[Opening Information provided section]
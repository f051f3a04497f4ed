//! Falling-letters state machine.
//!
//! All mutation goes through [`GameState::spawn`], [`GameState::advance`] and
//! [`GameState::press`]. Each call is a single step over `&mut self`, so a
//! caller that serialises them (the engine loop does) never observes a half
//! applied transition. Once the phase flips to [`Phase::Over`] every one of
//! them becomes a no-op and the last frame stays frozen.

use serde::Serialize;

use super::registry::{Letter, LetterId, Registry};
use super::rng::SpawnRng;
use super::score::ScoreBoard;
use super::settings::Settings;

#[derive(Debug, Clone, Copy, PartialEq, Eq)]
pub(crate) enum Phase {
    Running,
    Over,
}

/// Result of one advance tick
#[derive(Debug, Clone, PartialEq)]
pub struct Advance {
    /// Letters that left through the bottom this tick. No penalty.
    pub escaped: Vec<Letter>,
    /// The tick that ended the game
    pub game_over: bool,
}

/// Result of a key press that hit a letter
#[derive(Debug, Clone, PartialEq)]
pub struct Hit {
    pub id: LetterId,
    pub glyph: char,
    pub points: u64,
    /// Multiplier after this hit
    pub multiplier: u64,
}

#[derive(Debug, Clone, PartialEq, Serialize)]
pub struct LetterView {
    pub id: LetterId,
    pub glyph: char,
    pub position: f64,
}

/// Read-only view handed to the presentation layer
#[derive(Debug, Clone, PartialEq, Serialize)]
pub struct Snapshot {
    pub letters: Vec<LetterView>,
    pub score: u64,
    pub multiplier: u64,
    pub is_over: bool,
    /// Playfield height, used to scale positions on screen
    pub bottom: f64,
}

#[derive(Debug)]
pub struct GameState {
    settings: Settings,
    registry: Registry,
    scores: ScoreBoard,
    phase: Phase,
}

impl GameState {
    pub fn new(settings: Settings) -> Self {
        Self {
            settings,
            registry: Registry::new(),
            scores: ScoreBoard::default(),
            phase: Phase::Running,
        }
    }

    pub fn settings(&self) -> &Settings {
        &self.settings
    }

    pub fn registry(&self) -> &Registry {
        &self.registry
    }

    pub fn score(&self) -> u64 {
        self.scores.score()
    }

    pub fn multiplier(&self) -> u64 {
        self.scores.multiplier()
    }

    pub fn is_over(&self) -> bool {
        self.phase == Phase::Over
    }

    /// Spawn timer: drops one new letter in above the top edge.
    pub fn spawn(&mut self, rng: &mut impl SpawnRng) -> Option<Letter> {
        if self.is_over() {
            return None;
        }

        let glyph = rng.pick_glyph(&self.settings.alphabet);
        let speed = rng.pick_speed(&self.settings.speed);
        let id = self.registry.insert(glyph, self.settings.spawn_offset, speed);

        Some(Letter { id, glyph, position: self.settings.spawn_offset, speed })
    }

    /// Advance timer: moves every letter by its own speed, silently drops
    /// whatever fell through the bottom, then runs the game-over check on
    /// the letters that are left.
    pub fn advance(&mut self) -> Option<Advance> {
        if self.is_over() {
            return None;
        }

        for letter in self.registry.iter_mut() {
            letter.position += letter.speed;
        }

        let bottom = self.settings.bottom;
        let escaped = self.registry.remove_where(|l| l.position >= bottom);

        let game_over = self.check_game_over();

        Some(Advance { escaped, game_over })
    }

    /// Flips to `Over` if any live letter reached the threshold. Returns true
    /// only on the call that made the transition.
    pub fn check_game_over(&mut self) -> bool {
        if self.is_over() {
            return false;
        }

        let threshold = self.settings.game_over_threshold;
        if self.registry.iter().any(|l| l.position >= threshold) {
            self.phase = Phase::Over;
            return true;
        }
        false
    }

    /// Key press: consumes the oldest letter showing the key, if any.
    pub fn press(&mut self, key: char) -> Option<Hit> {
        if self.is_over() {
            return None;
        }

        let glyph = normalize_key(key)?;
        let id = self.registry.find_first_by_glyph(glyph)?.id;
        self.registry.remove_by_id(id)?;
        let points = self.scores.record_match(self.settings.points_per_match);

        Some(Hit { id, glyph, points, multiplier: self.scores.multiplier() })
    }

    pub fn snapshot(&self) -> Snapshot {
        Snapshot {
            letters: self
                .registry
                .iter()
                .map(|l| LetterView { id: l.id, glyph: l.glyph, position: l.position })
                .collect(),
            score: self.scores.score(),
            multiplier: self.scores.multiplier(),
            is_over: self.is_over(),
            bottom: self.settings.bottom,
        }
    }
}

/// Upper-cases a key press. Keys whose upper case is not a single char
/// can never match a glyph.
pub fn normalize_key(key: char) -> Option<char> {
    let mut upper = key.to_uppercase();
    match (upper.next(), upper.next()) {
        (Some(c), None) => Some(c),
        _ => None,
    }
}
[Closing Information provided section]
[Required action]: The records are to be duplicated in full, with every word kept exactly.

[Response]:
repository f051f3a04497f4ed
//! Falling-letters state machine.
//!
//! All mutation goes through [`GameState::spawn`], [`GameState::advance`] and
//! [`GameState::press`]. Each call is a single step over `&mut self`, so a
//! caller that serialises them (the engine loop does) never observes a half
//! applied transition. Once the phase flips to [`Phase::Over`] every one of
//! them becomes a no-op and the last frame stays frozen.

use serde::Serialize;

use super::registry::{Letter, LetterId, Registry};
use super::rng::SpawnRng;
use super::score::ScoreBoard;
use super::settings::Settings;

#[derive(Debug, Clone, Copy, PartialEq, Eq)]
pub(crate) enum Phase {
    Running,
    Over,
}

/// Result of one advance tick
#[derive(Debug, Clone, PartialEq)]
pub struct Advance {
    /// Letters that left through the bottom this tick. No penalty.
    pub escaped: Vec<Letter>,
    /// The tick that ended the game
    pub game_over: bool,
}

/// Result of a key press that hit a letter
#[derive(Debug, Clone, PartialEq)]
pub struct Hit {
    pub id: LetterId,
    pub glyph: char,
    pub points: u64,
    /// Multiplier after this hit
    pub multiplier: u64,
}

#[derive(Debug, Clone, PartialEq, Serialize)]
pub struct LetterView {
    pub id: LetterId,
    pub glyph: char,
    pub position: f64,
}

/// Read-only view handed to the presentation layer
#[derive(Debug, Clone, PartialEq, Serialize)]
pub struct Snapshot {
    pub letters: Vec<LetterView>,
    pub score: u64,
    pub multiplier: u64,
    pub is_over: bool,
    /// Playfield height, used to scale positions on screen
    pub bottom: f64,
}

#[derive(Debug)]
pub struct GameState {
    settings: Settings,
    registry: Registry,
    scores: ScoreBoard,
    phase: Phase,
}

impl GameState {
    pub fn new(settings: Settings) -> Self {
        Self {
            settings,
            registry: Registry::new(),
            scores: ScoreBoard::default(),
            phase: Phase::Running,
        }
    }

    pub fn settings(&self) -> &Settings {
        &self.settings
    }

    pub fn registry(&self) -> &Registry {
        &self.registry
    }

    pub fn score(&self) -> u64 {
        self.scores.score()
    }

    pub fn multiplier(&self) -> u64 {
        self.scores.multiplier()
    }

    pub fn is_over(&self) -> bool {
        self.phase == Phase::Over
    }

    /// Spawn timer: drops one new letter in above the top edge.
    pub fn spawn(&mut self, rng: &mut impl SpawnRng) -> Option<Letter> {
        if self.is_over() {
            return None;
        }

        let glyph = rng.pick_glyph(&self.settings.alphabet);
        let speed = rng.pick_speed(&self.settings.speed);
        let id = self.registry.insert(glyph, self.settings.spawn_offset, speed);

        Some(Letter { id, glyph, position: self.settings.spawn_offset, speed })
    }

    /// Advance timer: moves every letter by its own speed, silently drops
    /// whatever fell through the bottom, then runs the game-over check on
    /// the letters that are left.
    pub fn advance(&mut self) -> Option<Advance> {
        if self.is_over() {
            return None;
        }

        for letter in self.registry.iter_mut() {
            letter.position += letter.speed;
        }

        let bottom = self.settings.bottom;
        let escaped = self.registry.remove_where(|l| l.position >= bottom);

        let game_over = self.check_game_over();

        Some(Advance { escaped, game_over })
    }

    /// Flips to `Over` if any live letter reached the threshold. Returns true
    /// only on the call that made the transition.
    pub fn check_game_over(&mut self) -> bool {
        if self.is_over() {
            return false;
        }

        let threshold = self.settings.game_over_threshold;
        if self.registry.iter().any(|l| l.position >= threshold) {
            self.phase = Phase::Over;
            return true;
        }
        false
    }

    /// Key press: consumes the oldest letter showing the key, if any.
    pub fn press(&mut self, key: char) -> Option<Hit> {
        if self.is_over() {
            return None;
        }

        let glyph = normalize_key(key)?;
        let id = self.registry.find_first_by_glyph(glyph)?.id;
        self.registry.remove_by_id(id)?;
        let points = self.scores.record_match(self.settings.points_per_match);

        Some(Hit { id, glyph, points, multiplier: self.scores.multiplier() })
    }

    pub fn snapshot(&self) -> Snapshot {
        Snapshot {
            letters: self
                .registry
                .iter()
                .map(|l| LetterView { id: l.id, glyph: l.glyph, position: l.position })
                .collect(),
            score: self.scores.score(),
            multiplier: self.scores.multiplier(),
            is_over: self.is_over(),
            bottom: self.settings.bottom,
        }
    }
}

/// Upper-cases a key press. Keys whose upper case is not a single char
/// can never match a glyph.
pub fn normalize_key(key: char) -> Option<char> {
    let mut upper = key.to_uppercase();
    match (upper.next(), upper.next()) {
        (Some(c), None) => Some(c),
        _ => None,
    }
}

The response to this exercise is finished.